• _What you should do_:
Whenever the word "only" shows up in a line of the data, copy that line.

+++

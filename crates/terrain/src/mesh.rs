//! Terrain mesh generation with seam-consistent LOD decimation.
//!
//! A height map covers the renderable chunk plus two extra rings: an
//! out-of-mesh border whose vertices only feed edge-normal calculation, and a
//! full-resolution mesh-edge ring that every LOD shares so neighboring chunks
//! never crack. Between the edge ring and the decimated interior sits a ring
//! of edge-connection vertices whose heights are interpolated along the
//! skipped axis, pinning them onto the coarse triangle edges.
//!
//! Grid cells are classified per vertex:
//! - out-of-mesh: outermost ring, excluded from the renderable index buffer
//! - mesh edge: second ring, full resolution at every LOD
//! - edge connection: third ring, interpolated seam vertices
//! - main: interior, stepped by the LOD's skip increment

use bevy::prelude::*;
use serde::{Deserialize, Serialize};

use crate::heightmap::HeightMap;

/// Renderable chunk sizes. All are multiples of 24, so the decimated interior
/// aligns with the seam rings for every skip increment up to 8 (120 and 240
/// additionally align for skips 10 and 12).
pub const SUPPORTED_CHUNK_SIZES: [u32; 9] = [48, 72, 96, 120, 144, 168, 192, 216, 240];

/// Flat shading duplicates every vertex per triangle; only the smaller chunk
/// sizes keep that affordable.
pub const NUM_SUPPORTED_FLAT_SHADED_CHUNK_SIZES: usize = 3;

/// LOD 0..=6, skip increments 1, 2, 4, 6, 8, 10, 12.
pub const NUM_SUPPORTED_LODS: u32 = 7;

/// Sampling stride across the height field for a given LOD level.
pub fn skip_increment(lod: u32) -> usize {
    if lod == 0 {
        1
    } else {
        2 * lod as usize
    }
}

/// Static mesh shape configuration.
#[derive(Debug, Clone, Copy, Serialize, Deserialize)]
pub struct MeshSettings {
    /// World units per height-map sample.
    pub mesh_scale: f32,
    pub use_flat_shading: bool,
    /// Index into [`SUPPORTED_CHUNK_SIZES`].
    pub chunk_size_index: usize,
}
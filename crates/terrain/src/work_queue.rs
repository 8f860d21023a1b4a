//! Background generation dispatch.
//!
//! Height maps and LOD meshes are produced off the main schedule on the
//! bounded [`AsyncComputeTaskPool`] and collected by draining once per tick,
//! so the control thread never blocks on generation. Results arrive in
//! completion order, which is deliberately unrelated to submission order.
//!
//! Guarantees per submission: the job runs exactly once, its result is
//! delivered exactly once, and only ever on the draining thread. A key with
//! a job still in flight rejects further submissions, which is the backstop
//! for the one-request-per-(chunk, LOD) invariant.

use std::collections::HashMap;
use std::hash::Hash;

use bevy::tasks::{block_on, AsyncComputeTaskPool, Task};
use futures_lite::future;

pub struct WorkQueue<K, T> {
    in_flight: HashMap<K, Task<T>>,
    submitted_total: u64,
}

impl<K, T> Default for WorkQueue<K, T> {
    fn default() -> Self {
        Self {
            in_flight: HashMap::new(),
            submitted_total: 0,
        }
    }
}

impl<K: Eq + Hash + Clone, T: Send + 'static> WorkQueue<K, T> {
    pub fn new() -> Self {
        Self::default()
    }

    /// Run `job` on the compute pool. Returns `false` (without spawning)
    /// when `key` already has a job in flight.
    ///
    /// A panicking job is a defect: the panic is not caught and will take
    /// the process down when the task is polled.
    pub fn submit(&mut self, key: K, job: impl FnOnce() -> T + Send + 'static) -> bool {
        if self.in_flight.contains_key(&key) {
            return false;
        }
        let task = AsyncComputeTaskPool::get().spawn(async move { job() });
        self.in_flight.insert(key, task);
        self.submitted_total += 1;
        true
    }

    /// Collect every completed job, in completion order. Non-blocking: jobs
    /// still running stay in flight for a later drain.
    pub fn drain(&mut self) -> Vec<(K, T)> {
        let mut completed = Vec::new();
        self.in_flight.retain(|key, task| {
            match block_on(future::poll_once(task)) {
                Some(result) => {
                    completed.push((key.clone(), result));
                    false
                }
                None => true,
            }
        });
        completed
    }

    pub fn is_pending(&self, key: &K) -> bool {
        self.in_flight.contains_key(key)
    }

    pub fn in_flight(&self) -> usize {
        self.in_flight.len()
    }

    /// Total accepted submissions over the queue's lifetime.
    pub fn submitted_total(&self) -> u64 {
        self.submitted_total
    }
}

#[cfg(test)]
mod tests {
    use super::*;
    use bevy::tasks::TaskPool;
    use std::time::Duration;

    fn init_pool() {
        AsyncComputeTaskPool::get_or_init(TaskPool::new);
    }

    fn drain_one<K: Eq + Hash + Clone, T: Send + 'static>(queue: &mut WorkQueue<K, T>) -> (K, T) {
        for _ in 0..5_000 {
            let mut completed = queue.drain();
            if let Some(result) = completed.pop() {
                assert!(completed.is_empty());
                return result;
            }
            std::thread::sleep(Duration::from_millis(1));
        }
        panic!("job never completed");
    }

    #[test]
    fn test_result_is_delivered_exactly_once() {
        init_pool();
        let mut queue = WorkQueue::new();
        assert!(queue.submit("answer", || 41 + 1));
        let (key, value) = drain_one(&mut queue);
        assert_eq!(key, "answer");
        assert_eq!(value, 42);
        assert_eq!(queue.in_flight(), 0);
        assert!(queue.drain().is_empty());
    }

    #[test]
    fn test_duplicate_key_is_suppressed_while_in_flight() {
        init_pool();
        let mut queue = WorkQueue::new();
        assert!(queue.submit(7u32, || {
            std::thread::sleep(Duration::from_millis(50));
            "slow"
        }));
        assert!(!queue.submit(7u32, || "duplicate"));
        assert_eq!(queue.in_flight(), 1);
        assert_eq!(queue.submitted_total(), 1);

        let (_, value) = drain_one(&mut queue);
        assert_eq!(value, "slow");

        // Once the first job completed, the key is free again.
        assert!(queue.submit(7u32, || "again"));
    }

    #[test]
    fn test_all_submissions_complete() {
        init_pool();
        let mut queue = WorkQueue::new();
        for i in 0..16u32 {
            assert!(queue.submit(i, move || i * i));
        }

        let mut completed = Vec::new();
        for _ in 0..5_000 {
            completed.extend(queue.drain());
            if completed.len() == 16 {
                break;
            }
            std::thread::sleep(Duration::from_millis(1));
        }

        assert_eq!(completed.len(), 16);
        completed.sort_by_key(|(key, _)| *key);
        for (key, value) in completed {
            assert_eq!(value, key * key);
        }
    }
}
use bevy::prelude::*;
use bevy::window::PresentMode;

use terrain::config::TerrainSettings;
use terrain::heightmap::{HeightCurve, HeightMapSettings};
use terrain::TerrainPlugin;

fn main() {
    App::new()
        .add_plugins(DefaultPlugins.set(WindowPlugin {
            primary_window: Some(Window {
                title: "Landmass".to_string(),
                resolution: (1280.0, 720.0).into(),
                present_mode: PresentMode::AutoVsync,
                ..default()
            }),
            ..default()
        }))
        .insert_resource(terrain_settings())
        .add_plugins((TerrainPlugin, rendering::RenderingPlugin))
        .add_systems(Startup, setup_environment)
        .run();
}

fn terrain_settings() -> TerrainSettings {
    TerrainSettings {
        height_map: HeightMapSettings {
            height_multiplier: 45.0,
            // Flatten the low range into plains, let the peaks climb.
            height_curve: HeightCurve::from_points(vec![0.0, 0.02, 0.1, 0.35, 0.75, 1.0]),
            ..HeightMapSettings::default()
        },
        ..TerrainSettings::default()
    }
}

fn setup_environment(mut commands: Commands) {
    commands.spawn((
        DirectionalLight {
            illuminance: 8_000.0,
            shadows_enabled: true,
            ..default()
        },
        Transform::from_rotation(Quat::from_euler(EulerRot::XYZ, -0.9, 0.4, 0.0)),
    ));
    commands.insert_resource(AmbientLight {
        color: Color::WHITE,
        brightness: 250.0,
    });
}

+++

• _Solution for this exercise_:
//! out-of-mesh border whose vertices only feed edge-normal calculation, and a
/// Flat shading duplicates every vertex per triangle; only the smaller chunk
//! delivered exactly once, and only ever on the draining thread. A key with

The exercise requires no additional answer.